▸ Data to process:
########################################
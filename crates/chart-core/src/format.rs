// File: crates/chart-core/src/format.rs
// Summary: Value → label formatting: SI prefix with 2 significant digits, unit class and multiplier.

use std::str::FromStr;

use crate::error::ChartError;

/// Unit class of a measurement, as far as labels are concerned.
#[derive(Clone, Copy, Debug, Default, PartialEq, Eq)]
pub enum FormatKind {
    #[default]
    Plain,
    /// Value already expressed in percent; only a `%` suffix is added.
    Percent,
    /// Ratio stored as a fraction; scaled by 100 and suffixed with `%`.
    Share,
}

impl FormatKind {
    /// Resolve the kind from a concept's `format` field.
    pub fn from_display_format(format: Option<&str>) -> Self {
        match format.map(str::trim) {
            Some(f) if f.eq_ignore_ascii_case("percent") => FormatKind::Percent,
            Some(f) if f.eq_ignore_ascii_case("share") => FormatKind::Share,
            _ => FormatKind::Plain,
        }
    }
}

/// Display multiplier; values are divided by it before formatting.
#[derive(Clone, Copy, Debug, Default, PartialEq, Eq)]
pub enum Multiplier {
    #[default]
    None,
    Thousand,
    Million,
    Billion,
}

impl Multiplier {
    pub const fn divisor(self) -> f64 {
        match self {
            Multiplier::None => 1.0,
            Multiplier::Thousand => 1e3,
            Multiplier::Million => 1e6,
            Multiplier::Billion => 1e9,
        }
    }

    /// Caption text shown next to the value axis (empty for `None`).
    pub const fn label(self) -> &'static str {
        match self {
            Multiplier::None => "",
            Multiplier::Thousand => "thousands",
            Multiplier::Million => "millions",
            Multiplier::Billion => "billions",
        }
    }
}

impl FromStr for Multiplier {
    type Err = ChartError;

    fn from_str(s: &str) -> Result<Self, Self::Err> {
        match s.trim().to_ascii_lowercase().as_str() {
            "" | "none" => Ok(Multiplier::None),
            "thousand" | "thousands" => Ok(Multiplier::Thousand),
            "million" | "millions" => Ok(Multiplier::Million),
            "billion" | "billions" => Ok(Multiplier::Billion),
            _ => Err(ChartError::invalid(
                "multiplier",
                s,
                "expected one of none, thousands, millions, billions",
            )),
        }
    }
}

/// Formats numbers for axis ticks and callouts.
///
/// Total over all inputs: NaN and infinities are passed through as their
/// plain textual form so placeholder values can be formatted safely.
#[derive(Clone, Copy, Debug, Default, PartialEq, Eq)]
pub struct Formatter {
    pub kind: FormatKind,
    pub multiplier: Multiplier,
}

impl Formatter {
    pub const fn new(kind: FormatKind, multiplier: Multiplier) -> Self {
        Self { kind, multiplier }
    }

    pub fn format(&self, value: f64) -> String {
        if !value.is_finite() {
            return value.to_string();
        }
        let (scaled, suffix) = match self.kind {
            FormatKind::Plain => (value, ""),
            FormatKind::Percent => (value, "%"),
            FormatKind::Share => (value * 100.0, "%"),
        };
        let scaled = scaled / self.multiplier.divisor();
        format!("{}{}", si_format(scaled, 2).replace('G', "B"), suffix)
    }

    /// Format a raw textual value; anything that is not a number comes back unchanged.
    pub fn format_text(&self, raw: &str) -> String {
        match raw.trim().parse::<f64>() {
            Ok(v) if v.is_finite() => self.format(v),
            _ => raw.to_string(),
        }
    }
}

/// Closure form: `format(kind, multiplier)(value)`.
pub fn format(kind: FormatKind, multiplier: Multiplier) -> impl Fn(f64) -> String + Copy {
    let f = Formatter::new(kind, multiplier);
    move |v| f.format(v)
}

const SI_PREFIXES: [&str; 17] = [
    "y", "z", "a", "f", "p", "n", "µ", "m", "", "k", "M", "G", "T", "P", "E", "Z", "Y",
];

/// SI-prefixed rendering with `precision` significant digits and trailing zeros trimmed
/// (1200 → "1.2k", 530 → "530", 0.0123 → "12m").
pub fn si_format(x: f64, precision: usize) -> String {
    if x == 0.0 || !x.is_finite() {
        return if x == 0.0 { "0".to_string() } else { x.to_string() };
    }
    let sign = if x < 0.0 { "-" } else { "" };
    let x = x.abs();
    let precision = precision.max(1);

    // Exponent is taken after rounding, so 999.9 lands in the "k" bucket.
    let (digits, exponent) = decimal_parts(x, precision);
    let prefix_exponent = exponent.div_euclid(3).clamp(-8, 8) * 3;
    let i = exponent - prefix_exponent + 1;
    let n = digits.len() as i32;

    let body = if i == n {
        digits
    } else if i > n {
        format!("{digits}{}", "0".repeat((i - n) as usize))
    } else if i > 0 {
        let (head, tail) = digits.split_at(i as usize);
        format!("{head}.{tail}")
    } else {
        let scaled = x / 10f64.powi(prefix_exponent);
        let more = (precision as i32 + i - 1).max(0) as usize;
        format!("0.{}{}", "0".repeat((1 - i) as usize), decimal_parts(scaled, more).0)
    };

    let prefix = SI_PREFIXES[(8 + prefix_exponent / 3) as usize];
    format!("{sign}{}{prefix}", trim_insignificant(&body))
}

/// Significant digits (no decimal point) and decimal exponent of `x` rounded to `precision` digits.
fn decimal_parts(x: f64, precision: usize) -> (String, i32) {
    let repr = if precision == 0 { format!("{x:e}") } else { format!("{:.*e}", precision - 1, x) };
    match repr.split_once('e') {
        Some((mantissa, exp)) => (mantissa.replace('.', ""), exp.parse().unwrap_or(0)),
        None => (repr, 0),
    }
}

fn trim_insignificant(s: &str) -> &str {
    if s.contains('.') {
        s.trim_end_matches('0').trim_end_matches('.')
    } else {
        s
    }
}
########################################
▸ What to work on:
Every line of the listing above that includes "axis" should be copied out.

▸ Solution to the exercise:
    /// Caption text shown next to the value axis (empty for `None`).
/// Formats numbers for axis ticks and callouts.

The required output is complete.